Correlation Between Alphacentric Hedged and Payden Emerging
Can any of the company-specific risk be diversified away by investing in both Alphacentric Hedged and Payden Emerging at the same time? Although using a correlation coefficient on its own may not help to predict future stock returns, this module helps to understand the diversifiable risk of combining Alphacentric Hedged and Payden Emerging into the same portfolio, which is an essential part of the fundamental portfolio management process.
By analyzing existing cross correlation between Alphacentric Hedged Market and Payden Emerging Markets, you can compare the effects of market volatilities on Alphacentric Hedged and Payden Emerging and check how they will diversify away market risk if combined in the same portfolio for a given time horizon. You can also utilize pair trading strategies of matching a long position in Alphacentric Hedged with a short position of Payden Emerging. Check out your portfolio center. Please also check ongoing floating volatility patterns of Alphacentric Hedged and Payden Emerging.

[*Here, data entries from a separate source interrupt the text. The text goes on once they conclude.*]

//! Derived graph queries (§4.1): topological levels, transitive blockers,
//! critical path.

use rustc_hash::{FxHashMap, FxHashSet};

use super::Graph;

/// `topological_levels(graph) -> [[name]]`. Level 0 has no deps; level k
/// depends only on levels < k. Ties within a level are broken by name for
/// deterministic presentation (§5).
pub fn topological_levels(graph: &Graph) -> Vec<Vec<String>> {
    let mut remaining_deps: FxHashMap<&str, FxHashSet<&str>> = graph
        .tasks()
        .iter()
        .map(|t| (t.name.as_str(), t.depends_on.iter().map(String::as_str).collect()))
        .collect();

    let mut levels: Vec<Vec<String>> = Vec::new();
    let mut placed: FxHashSet<&str> = FxHashSet::default();

    while placed.len() < graph.len() {
        let mut level: Vec<&str> = remaining_deps
            .iter()
            .filter(|(name, deps)| !placed.contains(*name) && deps.is_empty())
            .map(|(&name, _)| name)
            .collect();

        if level.is_empty() {
            // A cycle would have been rejected at parse time; defend anyway
            // by dumping whatever remains rather than looping forever.
            let mut rest: Vec<&str> = graph
                .names()
                .filter(|n| !placed.contains(n))
                .collect();
            rest.sort_unstable();
            levels.push(rest.into_iter().map(String::from).collect());
            break;
        }

        level.sort_unstable();
        for &name in &level {
            placed.insert(name);
        }
        for deps in remaining_deps.values_mut() {
            for name in &level {
                deps.remove(name);
            }
        }
        levels.push(level.into_iter().map(String::from).collect());
    }

    levels
}

/// `blocks(graph, name) -> set of tasks that transitively depend on name`
/// (used by the Scheduler to mark downstream tasks `blocked` on failure,
/// §4.5).
pub fn blocks(graph: &Graph, name: &str) -> FxHashSet<String> {
    let mut dependents: FxHashSet<String> = FxHashSet::default();
    let mut changed = true;
    while changed {
        changed = false;
        for task in graph.tasks() {
            if dependents.contains(&task.name) {
                continue;
            }
            let depends_on_target = task.depends_on.iter().any(|d| d == name || dependents.contains(d));
            if depends_on_target {
                dependents.insert(task.name.clone());
                changed = true;
            }
        }
    }
    dependents
}

/// `critical_path(graph, duration_map) -> [name]` — longest path by summed
/// duration over the weighted DAG, via DP over a topological order.
pub fn critical_path(graph: &Graph, duration_map: &FxHashMap<String, u64>) -> Vec<String> {
    let levels = topological_levels(graph);
    let mut finish: FxHashMap<&str, u64> = FxHashMap::default();
    let mut predecessor: FxHashMap<&str, &str> = FxHashMap::default();

    for level in &levels {
        for name in level {
            let own = duration_map.get(name).copied().unwrap_or(0);
            let deps = graph.depends_on(name);
            let mut best: Option<(&str, u64)> = None;
            for dep in deps {
                if let Some(&dep_finish) = finish.get(dep.as_str()) {
                    if best.map(|(_, b)| dep_finish > b).unwrap_or(true) {
                        best = Some((dep.as_str(), dep_finish));
                    }
                }
            }
            let total = own + best.map(|(_, f)| f).unwrap_or(0);
            finish.insert(name.as_str(), total);
            if let Some((pred, _)) = best {
                predecessor.insert(name.as_str(), pred);
            }
        }
    }

    let Some((&end, _)) = finish.iter().max_by_key(|(_, &v)| v) else {
        return Vec::new();
    };

    let mut path = vec![end.to_string()];
    let mut current = end;
    while let Some(&pred) = predecessor.get(current) {
        path.push(pred.to_string());
        current = pred;
    }
    path.reverse();
    path
}
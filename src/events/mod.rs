//! Events — in-process pub/sub for task/run lifecycle (§4.9, §6.4).
//!
//! Grounded on the teacher's `event/` module: a concurrent map from scope to
//! subscriber list, bounded per-subscriber channels, drop-on-overflow
//! delivery (§9 design notes: "subscribers receive via bounded channels
//! with drop-on-overflow permitted").

pub mod trace;

use chrono::{DateTime, Utc};
use dashmap::DashMap;
use serde::{Deserialize, Serialize};
use serde_json::Value as JsonValue;
use tokio::sync::mpsc;
use ulid::Ulid;

use crate::util::ulid_gen::next_ulid;

#[derive(Debug, Clone, Serialize, Deserialize, PartialEq, Eq)]
#[serde(rename_all = "snake_case")]
pub enum EventType {
    RunStarted,
    RunCompleted,
    TaskStarted,
    TaskCompleted,
    TaskOutput,
    CacheHit,
    CacheMiss,
}

/// `{id, timestamp, node, run_id, type, data}` (§4.9, §6.4). The source has
/// two event shapes (a struct and bare tuples); this standardizes on the
/// struct (§9 design notes).
#[derive(Debug, Clone, Serialize, Deserialize)]
pub struct Event {
    pub id: Ulid,
    pub timestamp: DateTime<Utc>,
    pub node: String,
    pub run_id: Ulid,
    #[serde(rename = "type")]
    pub event_type: EventType,
    pub data: JsonValue,
}

impl Event {
    pub fn new(node: impl Into<String>, run_id: Ulid, event_type: EventType, data: JsonValue) -> Self {
        Self {
            id: next_ulid(),
            timestamp: Utc::now(),
            node: node.into(),
            run_id,
            event_type,
            data,
        }
    }
}

#[derive(Debug, Clone, Copy, PartialEq, Eq, Hash)]
pub enum Scope {
    Run(Ulid),
    All,
}

const MAILBOX_CAPACITY: usize = 1024;

struct Subscriber {
    scope: Scope,
    sender: mpsc::Sender<Event>,
}

/// Multi-producer, multi-subscriber event bus (§5 "Events bus"). Publish
/// never blocks: a full mailbox means that subscriber misses the event
/// rather than stalling the publisher.
#[derive(Default)]
pub struct EventBus {
    subscribers: DashMap<u64, Subscriber>,
    next_id: std::sync::atomic::AtomicU64,
}

impl EventBus {
    pub fn new() -> Self {
        Self::default()
    }

    pub fn subscribe(&self, scope: Scope) -> mpsc::Receiver<Event> {
        let (tx, rx) = mpsc::channel(MAILBOX_CAPACITY);
        let id = self.next_id.fetch_add(1, std::sync::atomic::Ordering::Relaxed);
        self.subscribers.insert(id, Subscriber { scope, sender: tx });
        rx
    }

    /// Best-effort fan-out to every subscriber whose scope matches
    /// `event.run_id` or `Scope::All` (§4.9).
    pub fn publish(&self, event: Event) {
        self.subscribers.retain(|_, sub| {
            let matches = match sub.scope {
                Scope::All => true,
                Scope::Run(run_id) => run_id == event.run_id,
            };
            if matches {
                // try_send: drop-on-overflow, never block the publisher.
                let _ = sub.sender.try_send(event.clone());
            }
            !sub.sender.is_closed()
        });
    }
}

#[cfg(test)]
mod tests {
    use super::*;

    #[tokio::test]
    async fn run_scoped_subscriber_ignores_other_runs() {
        let bus = EventBus::new();
        let run_a = next_ulid();
        let run_b = next_ulid();
        let mut rx = bus.subscribe(Scope::Run(run_a));

        bus.publish(Event::new("node1", run_b, EventType::RunStarted, serde_json::json!({})));
        bus.publish(Event::new("node1", run_a, EventType::RunStarted, serde_json::json!({})));

        let received = rx.recv().await.unwrap();
        assert_eq!(received.run_id, run_a);
        assert!(rx.try_recv().is_err());
    }

    #[tokio::test]
    async fn all_scope_receives_every_run() {
        let bus = EventBus::new();
        let mut rx = bus.subscribe(Scope::All);
        bus.publish(Event::new("node1", next_ulid(), EventType::TaskStarted, serde_json::json!({"task": "build"})));
        bus.publish(Event::new("node1", next_ulid(), EventType::TaskCompleted, serde_json::json!({"task": "build"})));
        assert!(rx.recv().await.is_some());
        assert!(rx.recv().await.is_some());
    }
}
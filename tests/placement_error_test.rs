//! Placement Error Integration Test
//!
//! Seed scenario (§8 #5): a mesh of nodes without the labels a task
//! `requires` yields a `PlacementError` with `no_matching_nodes` and a hint
//! pointing at `SYKLI_LABELS`.

use async_trait::async_trait;

use sykli_core::mesh::{place, Node, NodeCapabilities, NodeDispatch};
use sykli_core::Task;

struct RejectsEverything;

#[async_trait]
impl NodeDispatch for RejectsEverything {
    async fn dispatch(&self, _node: &Node, _task: &Task) -> Result<(), String> {
        Err("rejected".to_string())
    }
}

fn node(name: &str, labels: &[&str]) -> Node {
    Node {
        name: name.to_string(),
        capabilities: NodeCapabilities {
            labels: labels.iter().map(|s| s.to_string()).collect(),
            cpu_cores: 4,
            memory_mb: 4096,
            is_coordinator: false,
        },
    }
}

#[tokio::test]
async fn no_node_advertises_required_label() {
    let nodes = vec![node("local", &["darwin", "arm64"]), node("s1", &["linux", "docker"])];
    let task: Task = serde_json::from_value(serde_json::json!({
        "name": "deploy",
        "requires": ["quantum"],
    }))
    .unwrap();

    let err = place(&nodes, &task, &RejectsEverything, None).await.unwrap_err();

    assert!(err.no_matching_nodes);
    assert_eq!(err.required_labels, vec!["quantum"]);
    assert_eq!(err.available_nodes, vec!["local".to_string(), "s1".to_string()]);
    assert!(err.hints().iter().any(|h| h.contains("SYKLI_LABELS")));
}
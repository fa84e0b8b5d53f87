//! Content-addressed cache (§4.2, §6.2).
//!
//! Layout under `<workdir>/.sykli/cache/`:
//! `entries/<fingerprint>.json` (a `CacheEntry`), `blobs/<content-hash>`
//! (the actual output bytes). Stores are atomic via temp-file + rename; a
//! per-fingerprint lock (grounded on the teacher's per-key locking in
//! `store/` for concurrent writers) keeps concurrent `store` calls for the
//! same key from racing.

pub mod fingerprint;

use std::collections::HashMap;
use std::path::{Path, PathBuf};
use std::sync::Arc;

use chrono::{DateTime, Utc};
use dashmap::DashMap;
use rustc_hash::FxHashMap;
use serde::{Deserialize, Serialize};
use tokio::sync::Mutex as AsyncMutex;
use tracing::{debug, warn};

use crate::error::{ErrorCode, Result, SykliError};
use crate::graph::task::Task;

pub use fingerprint::FingerprintOutcome;

/// Changed inputs aren't a distinct reason: they just produce a fingerprint
/// that collapses to `NoEntry`, the same as a first-ever run.
#[derive(Debug, Clone, Copy, PartialEq, Eq)]
pub enum MissReason {
    NotCacheable,
    NoInputsFound,
    NoEntry,
}

#[derive(Debug, Clone)]
pub enum CacheCheck {
    Hit { key: String },
    Miss { key: Option<String>, reason: MissReason },
}

#[derive(Debug, Clone, Serialize, Deserialize)]
pub struct CacheEntry {
    pub fingerprint: String,
    pub task_name: String,
    /// output name -> content hash of the stored blob.
    pub stored_outputs: HashMap<String, String>,
    pub duration_ms: u64,
    pub created_at: DateTime<Utc>,
}

pub struct Cache {
    root: PathBuf,
    locks: DashMap<String, Arc<AsyncMutex<()>>>,
}

impl Cache {
    pub fn new(workdir: &Path) -> Self {
        Self {
            root: workdir.join(".sykli").join("cache"),
            locks: DashMap::new(),
        }
    }

    fn entries_dir(&self) -> PathBuf {
        self.root.join("entries")
    }

    fn blobs_dir(&self) -> PathBuf {
        self.root.join("blobs")
    }

    fn entry_path(&self, fingerprint: &str) -> PathBuf {
        self.entries_dir().join(format!("{fingerprint}.json"))
    }

    fn lock_for(&self, fingerprint: &str) -> Arc<AsyncMutex<()>> {
        self.locks
            .entry(fingerprint.to_string())
            .or_insert_with(|| Arc::new(AsyncMutex::new(())))
            .clone()
    }

    /// `check(task, workdir) -> {hit, key} | {miss, key, reason}` (§4.2).
    pub async fn check(
        &self,
        task: &Task,
        workdir: &Path,
        upstream_fingerprints: &FxHashMap<String, String>,
    ) -> Result<CacheCheck> {
        let outcome = fingerprint::compute(task, workdir, upstream_fingerprints).await?;
        let key = match outcome {
            FingerprintOutcome::NotCacheable => {
                return Ok(CacheCheck::Miss { key: None, reason: MissReason::NotCacheable })
            }
            FingerprintOutcome::NoInputsFound => {
                return Ok(CacheCheck::Miss { key: None, reason: MissReason::NoInputsFound })
            }
            FingerprintOutcome::Value(key) => key,
        };

        match self.read_entry(&key).await {
            Ok(Some(_)) => Ok(CacheCheck::Hit { key }),
            Ok(None) => Ok(CacheCheck::Miss { key: Some(key), reason: MissReason::NoEntry }),
            Err(e) => {
                warn!(fingerprint = %key, error = %e, "cache entry read failed; treating as miss");
                Ok(CacheCheck::Miss { key: Some(key), reason: MissReason::NoEntry })
            }
        }
    }

    async fn read_entry(&self, fingerprint: &str) -> std::io::Result<Option<CacheEntry>> {
        let path = self.entry_path(fingerprint);
        match tokio::fs::read(&path).await {
            Ok(bytes) => Ok(serde_json::from_slice(&bytes).ok()),
            Err(e) if e.kind() == std::io::ErrorKind::NotFound => Ok(None),
            Err(e) => Err(e),
        }
    }

    /// `restore(key, workdir) -> ok | error` (§4.2): copy each stored blob to
    /// its declared output path. Restore failures degrade to a cache miss
    /// rather than failing the run (§7 "propagation policy").
    pub async fn restore(&self, key: &str, task: &Task, workdir: &Path) -> Result<()> {
        let entry = self
            .read_entry(key)
            .await
            .map_err(|e| SykliError::new(ErrorCode::Internal, e.to_string()))?
            .ok_or_else(|| SykliError::new(ErrorCode::Internal, format!("no cache entry for {key}")))?;

        for (output_name, content_hash) in &entry.stored_outputs {
            let Some(dest_rel) = task.outputs.get(output_name) else {
                continue;
            };
            let blob = self.blobs_dir().join(content_hash);
            let dest = workdir.join(dest_rel);
            if let Some(parent) = dest.parent() {
                tokio::fs::create_dir_all(parent)
                    .await
                    .map_err(|e| SykliError::new(ErrorCode::Internal, e.to_string()))?;
            }
            tokio::fs::copy(&blob, &dest)
                .await
                .map_err(|e| SykliError::new(ErrorCode::Internal, format!("failed to restore {output_name}: {e}")))?;
        }
        Ok(())
    }

    /// `store(key, task, outputs, duration_ms, workdir) -> ok | error`
    /// (§4.2). Atomic per fingerprint: write blobs, then the entry JSON via
    /// temp-file + rename, guarded by a per-key async lock so only one
    /// writer touches a given fingerprint at a time (§4.2 "Concurrency
    /// guarantee", §5 "Locking discipline").
    pub async fn store(
        &self,
        key: &str,
        task: &Task,
        duration_ms: u64,
        workdir: &Path,
    ) -> Result<()> {
        let lock = self.lock_for(key);
        let _guard = lock.lock().await;

        if self
            .read_entry(key)
            .await
            .map_err(|e| SykliError::new(ErrorCode::Internal, e.to_string()))?
            .is_some()
        {
            debug!(fingerprint = %key, "cache entry already present; store is a no-op");
            return Ok(());
        }

        tokio::fs::create_dir_all(self.blobs_dir())
            .await
            .map_err(|e| SykliError::new(ErrorCode::Internal, e.to_string()))?;
        tokio::fs::create_dir_all(self.entries_dir())
            .await
            .map_err(|e| SykliError::new(ErrorCode::Internal, e.to_string()))?;

        let mut stored_outputs = HashMap::new();
        for (name, rel_path) in &task.outputs {
            let src = workdir.join(rel_path);
            let bytes = match tokio::fs::read(&src).await {
                Ok(b) => b,
                Err(e) => {
                    warn!(output = %name, path = %src.display(), error = %e, "output missing at store time; skipping");
                    continue;
                }
            };
            let content_hash = crate::util::hash::hash_bytes(&bytes);
            let blob_path = self.blobs_dir().join(&content_hash);
            if tokio::fs::metadata(&blob_path).await.is_err() {
                let tmp = self.blobs_dir().join(format!(".{content_hash}.tmp-{}", crate::util::ulid_gen::next_ulid()));
                tokio::fs::write(&tmp, &bytes)
                    .await
                    .map_err(|e| SykliError::new(ErrorCode::Internal, e.to_string()))?;
                tokio::fs::rename(&tmp, &blob_path)
                    .await
                    .map_err(|e| SykliError::new(ErrorCode::Internal, e.to_string()))?;
            }
            stored_outputs.insert(name.clone(), content_hash);
        }

        let entry = CacheEntry {
            fingerprint: key.to_string(),
            task_name: task.name.clone(),
            stored_outputs,
            duration_ms,
            created_at: Utc::now(),
        };

        let json = serde_json::to_vec_pretty(&entry)
            .map_err(|e| SykliError::new(ErrorCode::Internal, e.to_string()))?;
        let final_path = self.entry_path(key);
        let tmp_path = self.entries_dir().join(format!(".{key}.tmp-{}", crate::util::ulid_gen::next_ulid()));
        tokio::fs::write(&tmp_path, &json)
            .await
            .map_err(|e| SykliError::new(ErrorCode::Internal, e.to_string()))?;
        tokio::fs::rename(&tmp_path, &final_path)
            .await
            .map_err(|e| SykliError::new(ErrorCode::Internal, e.to_string()))?;

        Ok(())
    }
}

#[cfg(test)]
mod tests {
    use super::*;

    fn task_with_output(name: &str, inputs: &[&str]) -> Task {
        serde_json::from_value(serde_json::json!({
            "name": name,
            "command": "echo x",
            "inputs": inputs,
            "outputs": {"out": "out.txt"},
        }))
        .unwrap()
    }

    #[tokio::test]
    async fn store_then_check_is_a_hit() {
        let dir = tempfile::tempdir().unwrap();
        std::fs::write(dir.path().join("a.txt"), b"hello").unwrap();
        std::fs::write(dir.path().join("out.txt"), b"built").unwrap();

        let task = task_with_output("build", &["a.txt"]);
        let cache = Cache::new(dir.path());
        let upstream = FxHashMap::default();

        let first = cache.check(&task, dir.path(), &upstream).await.unwrap();
        let key = match first {
            CacheCheck::Miss { key: Some(k), reason: MissReason::NoEntry } => k,
            other => panic!("expected NoEntry miss, got {other:?}"),
        };

        cache.store(&key, &task, 5, dir.path()).await.unwrap();

        let second = cache.check(&task, dir.path(), &upstream).await.unwrap();
        assert!(matches!(second, CacheCheck::Hit { .. }));
    }

    #[tokio::test]
    async fn restore_round_trips_stored_output() {
        let dir = tempfile::tempdir().unwrap();
        std::fs::write(dir.path().join("a.txt"), b"hello").unwrap();
        std::fs::write(dir.path().join("out.txt"), b"built").unwrap();

        let task = task_with_output("build", &["a.txt"]);
        let cache = Cache::new(dir.path());
        let upstream = FxHashMap::default();

        let CacheCheck::Miss { key: Some(key), .. } = cache.check(&task, dir.path(), &upstream).await.unwrap() else {
            panic!("expected miss");
        };
        cache.store(&key, &task, 5, dir.path()).await.unwrap();

        std::fs::remove_file(dir.path().join("out.txt")).unwrap();
        cache.restore(&key, &task, dir.path()).await.unwrap();
        let restored = std::fs::read(dir.path().join("out.txt")).unwrap();
        assert_eq!(restored, b"built");
    }

    #[tokio::test]
    async fn no_inputs_found_is_distinct_from_not_cacheable() {
        let dir = tempfile::tempdir().unwrap();
        let cache = Cache::new(dir.path());
        let upstream = FxHashMap::default();

        let cacheable_but_empty = task_with_output("t", &["missing/*.txt"]);
        let check = cache.check(&cacheable_but_empty, dir.path(), &upstream).await.unwrap();
        assert!(matches!(check, CacheCheck::Miss { reason: MissReason::NoInputsFound, .. }));

        let not_cacheable: Task = serde_json::from_value(serde_json::json!({"name": "t2"})).unwrap();
        let check = cache.check(&not_cacheable, dir.path(), &upstream).await.unwrap();
        assert!(matches!(check, CacheCheck::Miss { reason: MissReason::NotCacheable, .. }));
    }
}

Diversification Opportunities for Alphacentric Hedged and Payden Emerging
0.5 | Correlation Coefficient |
Very weak diversification
The 3 months correlation between Alphacentric and Payden is 0.5. Overlapping area represents the amount of risk that can be diversified away by holding Alphacentric Hedged Market and Payden Emerging Markets in the same portfolio, assuming nothing else is changed. The correlation between historical prices or returns on Payden Emerging Markets and Alphacentric Hedged is a relative statistical measure of the degree to which these equity instruments tend to move together. The correlation coefficient measures the extent to which returns on Alphacentric Hedged Market are associated (or correlated) with Payden Emerging. Values of the correlation coefficient range from -1 to +1, where. The correlation of zero (0) is possible when the price movement of Payden Emerging Markets has no effect on the direction of Alphacentric Hedged i.e., Alphacentric Hedged and Payden Emerging go up and down completely randomly.
Pair Corralation between Alphacentric Hedged and Payden Emerging
Assuming the 90 days horizon Alphacentric Hedged Market is expected to under-perform the Payden Emerging. In addition to that, Alphacentric Hedged is 3.1 times more volatile than Payden Emerging Markets. It trades about -0.2 of its total potential returns per unit of risk. Payden Emerging Markets is currently generating about -0.49 per unit of volatility. If you would invest 1,071 in Payden Emerging Markets on October 10, 2024 and sell it today you would lose (30.00) from holding Payden Emerging Markets or give up 2.8% of portfolio value over 90 days.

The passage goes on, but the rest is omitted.